◆ RECORDS FOR PROCESSING ◆
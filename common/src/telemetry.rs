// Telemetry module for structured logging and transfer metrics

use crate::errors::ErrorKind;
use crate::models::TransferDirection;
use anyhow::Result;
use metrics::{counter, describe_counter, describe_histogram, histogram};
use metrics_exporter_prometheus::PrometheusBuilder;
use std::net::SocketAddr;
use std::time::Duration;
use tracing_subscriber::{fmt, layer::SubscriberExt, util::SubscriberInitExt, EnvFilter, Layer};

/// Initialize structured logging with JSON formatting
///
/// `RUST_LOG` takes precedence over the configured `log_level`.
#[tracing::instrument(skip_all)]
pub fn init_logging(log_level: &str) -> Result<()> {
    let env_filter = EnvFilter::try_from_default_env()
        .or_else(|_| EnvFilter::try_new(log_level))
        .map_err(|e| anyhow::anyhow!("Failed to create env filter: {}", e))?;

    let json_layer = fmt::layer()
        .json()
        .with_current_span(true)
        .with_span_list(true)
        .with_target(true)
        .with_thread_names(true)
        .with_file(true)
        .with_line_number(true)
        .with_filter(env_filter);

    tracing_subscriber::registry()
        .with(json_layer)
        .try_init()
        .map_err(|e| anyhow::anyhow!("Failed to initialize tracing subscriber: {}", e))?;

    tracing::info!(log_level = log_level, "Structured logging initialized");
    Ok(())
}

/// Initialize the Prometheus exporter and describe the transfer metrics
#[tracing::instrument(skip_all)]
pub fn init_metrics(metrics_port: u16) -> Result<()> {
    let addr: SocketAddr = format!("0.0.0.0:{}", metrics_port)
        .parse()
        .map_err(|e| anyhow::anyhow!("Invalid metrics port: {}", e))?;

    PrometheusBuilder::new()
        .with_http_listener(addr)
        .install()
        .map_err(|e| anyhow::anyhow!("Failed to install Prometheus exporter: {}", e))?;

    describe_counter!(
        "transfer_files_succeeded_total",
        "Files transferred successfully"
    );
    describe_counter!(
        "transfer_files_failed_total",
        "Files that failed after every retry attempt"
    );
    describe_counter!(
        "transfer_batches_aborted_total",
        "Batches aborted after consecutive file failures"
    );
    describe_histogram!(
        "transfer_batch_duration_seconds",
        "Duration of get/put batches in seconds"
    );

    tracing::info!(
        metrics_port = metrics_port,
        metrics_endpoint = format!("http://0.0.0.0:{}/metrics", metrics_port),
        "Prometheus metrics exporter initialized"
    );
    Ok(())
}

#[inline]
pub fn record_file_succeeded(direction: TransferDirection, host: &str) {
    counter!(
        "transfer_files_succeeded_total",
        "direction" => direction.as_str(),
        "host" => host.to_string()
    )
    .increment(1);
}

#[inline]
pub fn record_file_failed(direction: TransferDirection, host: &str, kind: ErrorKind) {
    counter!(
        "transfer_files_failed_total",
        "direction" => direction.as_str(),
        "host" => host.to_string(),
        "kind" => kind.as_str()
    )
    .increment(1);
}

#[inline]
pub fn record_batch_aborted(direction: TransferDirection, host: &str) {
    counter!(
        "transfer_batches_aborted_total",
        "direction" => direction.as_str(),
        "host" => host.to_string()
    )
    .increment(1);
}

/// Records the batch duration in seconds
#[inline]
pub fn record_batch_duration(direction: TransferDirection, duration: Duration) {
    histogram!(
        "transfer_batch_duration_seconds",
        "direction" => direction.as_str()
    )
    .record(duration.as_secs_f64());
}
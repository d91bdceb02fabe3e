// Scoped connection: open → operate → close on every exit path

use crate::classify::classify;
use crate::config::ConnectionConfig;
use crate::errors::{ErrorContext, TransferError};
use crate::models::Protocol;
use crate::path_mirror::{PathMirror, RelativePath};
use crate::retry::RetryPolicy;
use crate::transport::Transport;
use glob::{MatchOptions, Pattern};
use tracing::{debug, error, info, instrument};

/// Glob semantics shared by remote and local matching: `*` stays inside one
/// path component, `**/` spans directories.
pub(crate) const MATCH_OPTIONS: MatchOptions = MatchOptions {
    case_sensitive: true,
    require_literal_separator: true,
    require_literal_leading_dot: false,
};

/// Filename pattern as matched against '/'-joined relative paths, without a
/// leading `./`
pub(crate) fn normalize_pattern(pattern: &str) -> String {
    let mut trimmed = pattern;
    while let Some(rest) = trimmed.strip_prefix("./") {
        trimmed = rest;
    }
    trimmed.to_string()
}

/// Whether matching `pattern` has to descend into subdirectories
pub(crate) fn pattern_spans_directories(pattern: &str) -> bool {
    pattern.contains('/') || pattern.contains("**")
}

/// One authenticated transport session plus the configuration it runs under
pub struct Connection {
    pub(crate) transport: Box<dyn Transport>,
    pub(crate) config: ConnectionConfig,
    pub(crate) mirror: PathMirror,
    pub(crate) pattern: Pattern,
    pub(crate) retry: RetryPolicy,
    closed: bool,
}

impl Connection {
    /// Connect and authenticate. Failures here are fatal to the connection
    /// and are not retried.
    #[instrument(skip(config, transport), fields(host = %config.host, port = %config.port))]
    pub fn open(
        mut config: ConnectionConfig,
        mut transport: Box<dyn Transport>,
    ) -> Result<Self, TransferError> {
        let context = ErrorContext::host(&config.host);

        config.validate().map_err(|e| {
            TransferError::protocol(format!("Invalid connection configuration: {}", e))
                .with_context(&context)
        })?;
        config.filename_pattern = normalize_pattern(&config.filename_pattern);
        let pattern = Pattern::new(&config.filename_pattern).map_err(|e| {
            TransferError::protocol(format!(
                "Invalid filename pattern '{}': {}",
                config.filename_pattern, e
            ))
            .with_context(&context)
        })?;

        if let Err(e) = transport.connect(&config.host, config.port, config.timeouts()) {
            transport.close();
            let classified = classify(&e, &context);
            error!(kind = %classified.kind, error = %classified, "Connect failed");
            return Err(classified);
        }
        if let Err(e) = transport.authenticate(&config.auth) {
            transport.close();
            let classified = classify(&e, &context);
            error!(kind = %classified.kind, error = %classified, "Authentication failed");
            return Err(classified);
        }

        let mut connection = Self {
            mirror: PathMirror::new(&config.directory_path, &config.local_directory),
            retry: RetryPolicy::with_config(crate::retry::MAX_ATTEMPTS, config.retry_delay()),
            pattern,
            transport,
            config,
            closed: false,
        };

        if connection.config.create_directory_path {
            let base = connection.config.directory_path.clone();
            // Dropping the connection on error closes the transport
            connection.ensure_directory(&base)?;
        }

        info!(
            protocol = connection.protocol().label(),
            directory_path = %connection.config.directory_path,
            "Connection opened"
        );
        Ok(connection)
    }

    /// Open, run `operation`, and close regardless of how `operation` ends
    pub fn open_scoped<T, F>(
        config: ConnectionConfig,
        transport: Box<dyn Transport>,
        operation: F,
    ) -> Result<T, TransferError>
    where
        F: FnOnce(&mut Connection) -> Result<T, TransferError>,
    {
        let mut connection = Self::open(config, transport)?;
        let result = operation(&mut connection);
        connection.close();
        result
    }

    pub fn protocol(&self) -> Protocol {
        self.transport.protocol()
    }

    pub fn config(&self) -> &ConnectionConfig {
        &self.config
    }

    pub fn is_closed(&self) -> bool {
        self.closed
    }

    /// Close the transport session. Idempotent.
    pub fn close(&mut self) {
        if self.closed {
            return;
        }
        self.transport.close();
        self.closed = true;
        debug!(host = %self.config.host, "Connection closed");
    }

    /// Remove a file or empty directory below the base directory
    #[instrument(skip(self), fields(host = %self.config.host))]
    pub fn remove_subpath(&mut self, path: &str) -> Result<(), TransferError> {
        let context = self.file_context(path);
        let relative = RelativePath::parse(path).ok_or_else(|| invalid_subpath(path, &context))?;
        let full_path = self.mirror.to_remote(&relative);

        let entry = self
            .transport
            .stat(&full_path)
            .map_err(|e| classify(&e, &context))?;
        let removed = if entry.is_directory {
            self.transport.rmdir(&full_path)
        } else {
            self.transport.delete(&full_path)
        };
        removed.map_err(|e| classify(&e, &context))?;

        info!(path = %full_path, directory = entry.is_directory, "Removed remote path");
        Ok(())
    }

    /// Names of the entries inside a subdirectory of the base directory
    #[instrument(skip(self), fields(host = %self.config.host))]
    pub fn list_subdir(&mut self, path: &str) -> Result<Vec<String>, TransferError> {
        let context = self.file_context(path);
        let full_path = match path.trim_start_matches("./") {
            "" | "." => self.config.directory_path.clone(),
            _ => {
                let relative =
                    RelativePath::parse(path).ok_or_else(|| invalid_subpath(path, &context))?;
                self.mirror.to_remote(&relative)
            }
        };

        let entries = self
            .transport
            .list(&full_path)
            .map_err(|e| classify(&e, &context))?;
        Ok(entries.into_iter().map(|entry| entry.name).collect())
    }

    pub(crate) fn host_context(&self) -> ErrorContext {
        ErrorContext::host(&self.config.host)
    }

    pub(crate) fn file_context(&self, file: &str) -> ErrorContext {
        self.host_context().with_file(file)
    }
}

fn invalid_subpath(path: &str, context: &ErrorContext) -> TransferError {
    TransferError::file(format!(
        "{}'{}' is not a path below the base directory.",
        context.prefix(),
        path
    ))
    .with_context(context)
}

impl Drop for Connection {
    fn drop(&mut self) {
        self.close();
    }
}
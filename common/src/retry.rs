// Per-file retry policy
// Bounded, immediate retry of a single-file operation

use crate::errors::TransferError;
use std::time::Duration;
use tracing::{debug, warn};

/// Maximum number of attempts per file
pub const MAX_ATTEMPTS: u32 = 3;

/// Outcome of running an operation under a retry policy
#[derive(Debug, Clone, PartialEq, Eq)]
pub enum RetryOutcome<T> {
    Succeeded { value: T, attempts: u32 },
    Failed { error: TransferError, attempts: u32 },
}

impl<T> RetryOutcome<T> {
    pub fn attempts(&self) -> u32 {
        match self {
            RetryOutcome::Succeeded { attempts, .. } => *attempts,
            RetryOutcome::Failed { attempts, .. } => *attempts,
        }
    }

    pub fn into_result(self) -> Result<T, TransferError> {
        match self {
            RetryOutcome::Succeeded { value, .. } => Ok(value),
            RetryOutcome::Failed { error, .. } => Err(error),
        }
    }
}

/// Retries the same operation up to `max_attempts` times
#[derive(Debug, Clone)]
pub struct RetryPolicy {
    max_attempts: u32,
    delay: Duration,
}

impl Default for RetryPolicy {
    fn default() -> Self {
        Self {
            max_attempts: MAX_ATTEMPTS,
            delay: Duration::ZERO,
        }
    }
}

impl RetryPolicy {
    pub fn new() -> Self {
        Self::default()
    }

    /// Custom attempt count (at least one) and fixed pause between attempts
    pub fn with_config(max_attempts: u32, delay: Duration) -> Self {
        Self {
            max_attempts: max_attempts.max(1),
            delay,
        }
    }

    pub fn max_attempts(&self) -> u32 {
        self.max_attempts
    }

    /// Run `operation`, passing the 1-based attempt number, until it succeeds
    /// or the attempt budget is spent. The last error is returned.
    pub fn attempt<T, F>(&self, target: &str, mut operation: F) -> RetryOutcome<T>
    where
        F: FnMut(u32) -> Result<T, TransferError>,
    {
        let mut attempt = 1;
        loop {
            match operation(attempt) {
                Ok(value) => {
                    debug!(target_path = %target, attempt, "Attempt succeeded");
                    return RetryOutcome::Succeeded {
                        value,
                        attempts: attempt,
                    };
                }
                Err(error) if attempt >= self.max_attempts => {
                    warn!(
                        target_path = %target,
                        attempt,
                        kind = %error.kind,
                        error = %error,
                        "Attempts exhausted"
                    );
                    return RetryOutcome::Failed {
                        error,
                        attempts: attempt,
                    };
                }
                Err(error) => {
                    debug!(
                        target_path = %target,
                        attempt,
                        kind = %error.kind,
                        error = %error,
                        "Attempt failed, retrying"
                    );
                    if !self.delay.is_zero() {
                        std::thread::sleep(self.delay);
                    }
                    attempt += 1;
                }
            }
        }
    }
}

◆ ACTIVITY ◆
Exact reproduction is required: output the lines from the start of the entries above through the line with "to create env".

◆ RESPONSE TO THE TASK ◆
filename common/src/telemetry.rs
// Telemetry module for structured logging and transfer metrics

use crate::errors::ErrorKind;
use crate::models::TransferDirection;
use anyhow::Result;
use metrics::{counter, describe_counter, describe_histogram, histogram};
use metrics_exporter_prometheus::PrometheusBuilder;
use std::net::SocketAddr;
use std::time::Duration;
use tracing_subscriber::{fmt, layer::SubscriberExt, util::SubscriberInitExt, EnvFilter, Layer};

/// Initialize structured logging with JSON formatting
///
/// `RUST_LOG` takes precedence over the configured `log_level`.
#[tracing::instrument(skip_all)]
pub fn init_logging(log_level: &str) -> Result<()> {
    let env_filter = EnvFilter::try_from_default_env()
        .or_else(|_| EnvFilter::try_new(log_level))
        .map_err(|e| anyhow::anyhow!("Failed to create env filter: {}", e))?;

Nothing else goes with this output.